** Opening Records for the exercise block **

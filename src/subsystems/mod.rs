pub mod intake;

pub use intake::{Intake, IntakeState};

use alloc::rc::Rc;
use core::cell::RefCell;
use core::fmt;
use serde::{Deserialize, Serialize};
use thiserror::Error;

/// Fault reported by a subsystem's `periodic` hook. Aborts the current tick.
#[derive(Debug, Clone, Copy, PartialEq, Eq, Serialize, Deserialize, Error)]
pub enum FaultType {
    #[error("subsystem degraded")]
    Degraded,
    #[error("subsystem failed")]
    Failed,
    #[error("subsystem offline")]
    Offline,
}

/// A hardware-backed resource that commands reserve exclusively.
pub trait Subsystem {
    /// Runs once per tick, before any command executes.
    fn periodic(&mut self) -> Result<(), FaultType> {
        Ok(())
    }

    fn name(&self) -> &str {
        "subsystem"
    }
}

/// A [`Subsystem`] shared between the scheduler and the commands driving it.
pub type SubsystemRef = Rc<RefCell<dyn Subsystem>>;

/// Identity of a subsystem: the address of its shared allocation.
///
/// Two ids are equal exactly when they were taken from clones of the same
/// `Rc`. An id stays meaningful for as long as that allocation is alive; the
/// scheduler keeps every registered subsystem alive, and commands normally
/// hold the subsystems they require.
#[derive(Clone, Copy, PartialEq, Eq, Hash, PartialOrd, Ord)]
pub struct SubsystemId(usize);

impl SubsystemId {
    pub fn of<S: ?Sized>(subsystem: &Rc<RefCell<S>>) -> Self {
        Self(Rc::as_ptr(subsystem).cast::<()>() as usize)
    }
}

impl fmt::Debug for SubsystemId {
    fn fmt(&self, f: &mut fmt::Formatter<'_>) -> fmt::Result {
        write!(f, "SubsystemId({:#x})", self.0)
    }
}

impl<S: ?Sized> From<&Rc<RefCell<S>>> for SubsystemId {
    fn from(subsystem: &Rc<RefCell<S>>) -> Self {
        Self::of(subsystem)
    }
}
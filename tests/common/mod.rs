#![allow(dead_code)]

use cmdsched::command::CommandHandle;
use cmdsched::host::ManualHost;
use cmdsched::subsystems::FaultType;
use cmdsched::{CancelBehavior, Command, Scheduler, Subsystem, SubsystemId};
use std::cell::RefCell;
use std::rc::Rc;
use std::time::Duration;

pub const PERIOD: Duration = Duration::from_millis(10);

pub type Log = Rc<RefCell<Vec<String>>>;

pub fn new_log() -> Log {
    Rc::new(RefCell::new(Vec::new()))
}

pub fn take(log: &Log) -> Vec<String> {
    std::mem::take(&mut *log.borrow_mut())
}

/// Scheduler over a manual clock starting at zero.
pub fn harness() -> (Rc<ManualHost>, Scheduler) {
    let host = Rc::new(ManualHost::new());
    let scheduler = Scheduler::new(Rc::clone(&host));
    (host, scheduler)
}

/// Advances the clock one period, ticks, and checks the reservation invariants.
pub fn step(host: &ManualHost, scheduler: &Scheduler) {
    host.advance(PERIOD);
    scheduler.tick().expect("tick failed");
    scheduler
        .check_invariants()
        .unwrap_or_else(|violation| panic!("invariant broken: {violation}"));
}

/// Subsystem that only counts its periodic calls.
#[derive(Debug)]
pub struct FakeSubsystem {
    pub name: &'static str,
    pub periodic_calls: u32,
    pub fault: Option<FaultType>,
}

impl FakeSubsystem {
    pub fn shared(name: &'static str) -> Rc<RefCell<Self>> {
        Rc::new(RefCell::new(Self {
            name,
            periodic_calls: 0,
            fault: None,
        }))
    }
}

impl Subsystem for FakeSubsystem {
    fn periodic(&mut self) -> Result<(), FaultType> {
        self.periodic_calls += 1;
        self.fault.map_or(Ok(()), Err)
    }

    fn name(&self) -> &str {
        self.name
    }
}

/// Command that records every lifecycle call as `"<name>.<call>"`.
pub struct Probe {
    name: &'static str,
    log: Log,
    requirements: Vec<SubsystemId>,
    cancel_behavior: CancelBehavior,
    finish_after: Option<u32>,
    executed: u32,
}

impl Probe {
    pub fn new(name: &'static str, log: &Log) -> Self {
        Self {
            name,
            log: Rc::clone(log),
            requirements: Vec::new(),
            cancel_behavior: CancelBehavior::CancelRunning,
            finish_after: None,
            executed: 0,
        }
    }

    pub fn requiring(mut self, subsystem: impl Into<SubsystemId>) -> Self {
        self.requirements.push(subsystem.into());
        self
    }

    pub fn non_interruptible(mut self) -> Self {
        self.cancel_behavior = CancelBehavior::CancelIncoming;
        self
    }

    /// Reports finished once it has executed `executions` times.
    pub fn finishing_after(mut self, executions: u32) -> Self {
        self.finish_after = Some(executions);
        self
    }

    pub fn handle(self) -> CommandHandle {
        self.into()
    }

    fn record(&self, call: &str) {
        self.log.borrow_mut().push(format!("{}.{}", self.name, call));
    }
}

impl Command for Probe {
    fn initialize(&mut self, _scheduler: &Scheduler) {
        self.executed = 0;
        self.record("init");
    }

    fn execute(&mut self, _scheduler: &Scheduler) {
        self.executed += 1;
        self.record("exec");
    }

    fn is_finished(&mut self, _scheduler: &Scheduler) -> bool {
        self.finish_after.is_some_and(|limit| self.executed >= limit)
    }

    fn end(&mut self, interrupted: bool, _scheduler: &Scheduler) {
        self.record(&format!("end({interrupted})"));
    }

    fn requirements(&self) -> Vec<SubsystemId> {
        self.requirements.clone()
    }

    fn cancel_behavior(&self) -> CancelBehavior {
        self.cancel_behavior
    }

    fn name(&self) -> &str {
        self.name
    }
}

/// Delegates to `inner` and records each `end` it receives as `"<name>.end(<interrupted>)"`.
pub struct Observed {
    name: &'static str,
    log: Log,
    inner: CommandHandle,
}

impl Observed {
    pub fn new(name: &'static str, log: &Log, inner: impl Into<CommandHandle>) -> Self {
        Self {
            name,
            log: Rc::clone(log),
            inner: inner.into(),
        }
    }
}

impl Command for Observed {
    fn initialize(&mut self, scheduler: &Scheduler) {
        self.inner.initialize(scheduler);
    }

    fn execute(&mut self, scheduler: &Scheduler) {
        self.inner.execute(scheduler);
    }

    fn is_finished(&mut self, scheduler: &Scheduler) -> bool {
        self.inner.is_finished(scheduler)
    }

    fn end(&mut self, interrupted: bool, scheduler: &Scheduler) {
        self.log
            .borrow_mut()
            .push(format!("{}.end({interrupted})", self.name));
        self.inner.end(interrupted, scheduler);
    }

    fn requirements(&self) -> Vec<SubsystemId> {
        self.inner.requirements()
    }

    fn cancel_behavior(&self) -> CancelBehavior {
        self.inner.cancel_behavior()
    }

    fn name(&self) -> &str {
        self.name
    }
}
use super::{CancelBehavior, Command, CommandHandle};
use crate::scheduler::Scheduler;
use crate::subsystems::SubsystemId;
use alloc::vec::Vec;

/// Restarts its child every time it finishes; only ends when interrupted.
pub struct RepeatCommand {
    command: CommandHandle,
}

impl RepeatCommand {
    pub fn new(command: impl Into<CommandHandle>) -> Self {
        Self {
            command: command.into(),
        }
    }
}

impl Command for RepeatCommand {
    fn initialize(&mut self, scheduler: &Scheduler) {
        self.command.initialize(scheduler);
    }

    fn execute(&mut self, scheduler: &Scheduler) {
        self.command.execute(scheduler);
        if self.command.is_finished(scheduler) {
            self.command.end(false, scheduler);
            self.command.initialize(scheduler);
        }
    }

    fn end(&mut self, _interrupted: bool, scheduler: &Scheduler) {
        // The child is always mid-run here, so this end is an interruption
        self.command.end(true, scheduler);
    }

    fn requirements(&self) -> Vec<SubsystemId> {
        self.command.requirements()
    }

    fn cancel_behavior(&self) -> CancelBehavior {
        self.command.cancel_behavior()
    }

    fn name(&self) -> &str {
        "RepeatCommand"
    }
}
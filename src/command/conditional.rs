use super::{Command, CommandHandle};
use crate::scheduler::Scheduler;
use crate::subsystems::SubsystemId;
use alloc::boxed::Box;
use alloc::vec::Vec;

/// Picks one of two branches when initialized and then behaves exactly like it.
pub struct ConditionalCommand {
    on_true: CommandHandle,
    on_false: CommandHandle,
    condition: Box<dyn Fn() -> bool>,
    selected: Option<CommandHandle>,
}

impl ConditionalCommand {
    pub fn new(
        on_true: impl Into<CommandHandle>,
        on_false: impl Into<CommandHandle>,
        condition: impl Fn() -> bool + 'static,
    ) -> Self {
        Self {
            on_true: on_true.into(),
            on_false: on_false.into(),
            condition: Box::new(condition),
            selected: None,
        }
    }

    fn choose(&self) -> &CommandHandle {
        if (self.condition)() {
            &self.on_true
        } else {
            &self.on_false
        }
    }
}

impl Command for ConditionalCommand {
    fn initialize(&mut self, scheduler: &Scheduler) {
        let selected = self.choose().clone();
        selected.initialize(scheduler);
        self.selected = Some(selected);
    }

    fn execute(&mut self, scheduler: &Scheduler) {
        if let Some(selected) = &self.selected {
            selected.execute(scheduler);
        }
    }

    fn is_finished(&mut self, scheduler: &Scheduler) -> bool {
        self.selected
            .as_ref()
            .map_or(true, |selected| selected.is_finished(scheduler))
    }

    fn end(&mut self, interrupted: bool, scheduler: &Scheduler) {
        if let Some(selected) = self.selected.take() {
            selected.end(interrupted, scheduler);
        }
    }

    /// The running branch's requirements, or, before initialization, those of
    /// the branch the condition would pick right now.
    fn requirements(&self) -> Vec<SubsystemId> {
        match &self.selected {
            Some(selected) => selected.requirements(),
            None => self.choose().requirements(),
        }
    }

    fn name(&self) -> &str {
        "ConditionalCommand"
    }
}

** Closing Records for the exercise block **

**Exercise description**. In the data above, find each line where the string "super" appears, then copy it.

**Task response**.
use super::{CancelBehavior, Command, CommandHandle};
use super::{Command, CommandHandle};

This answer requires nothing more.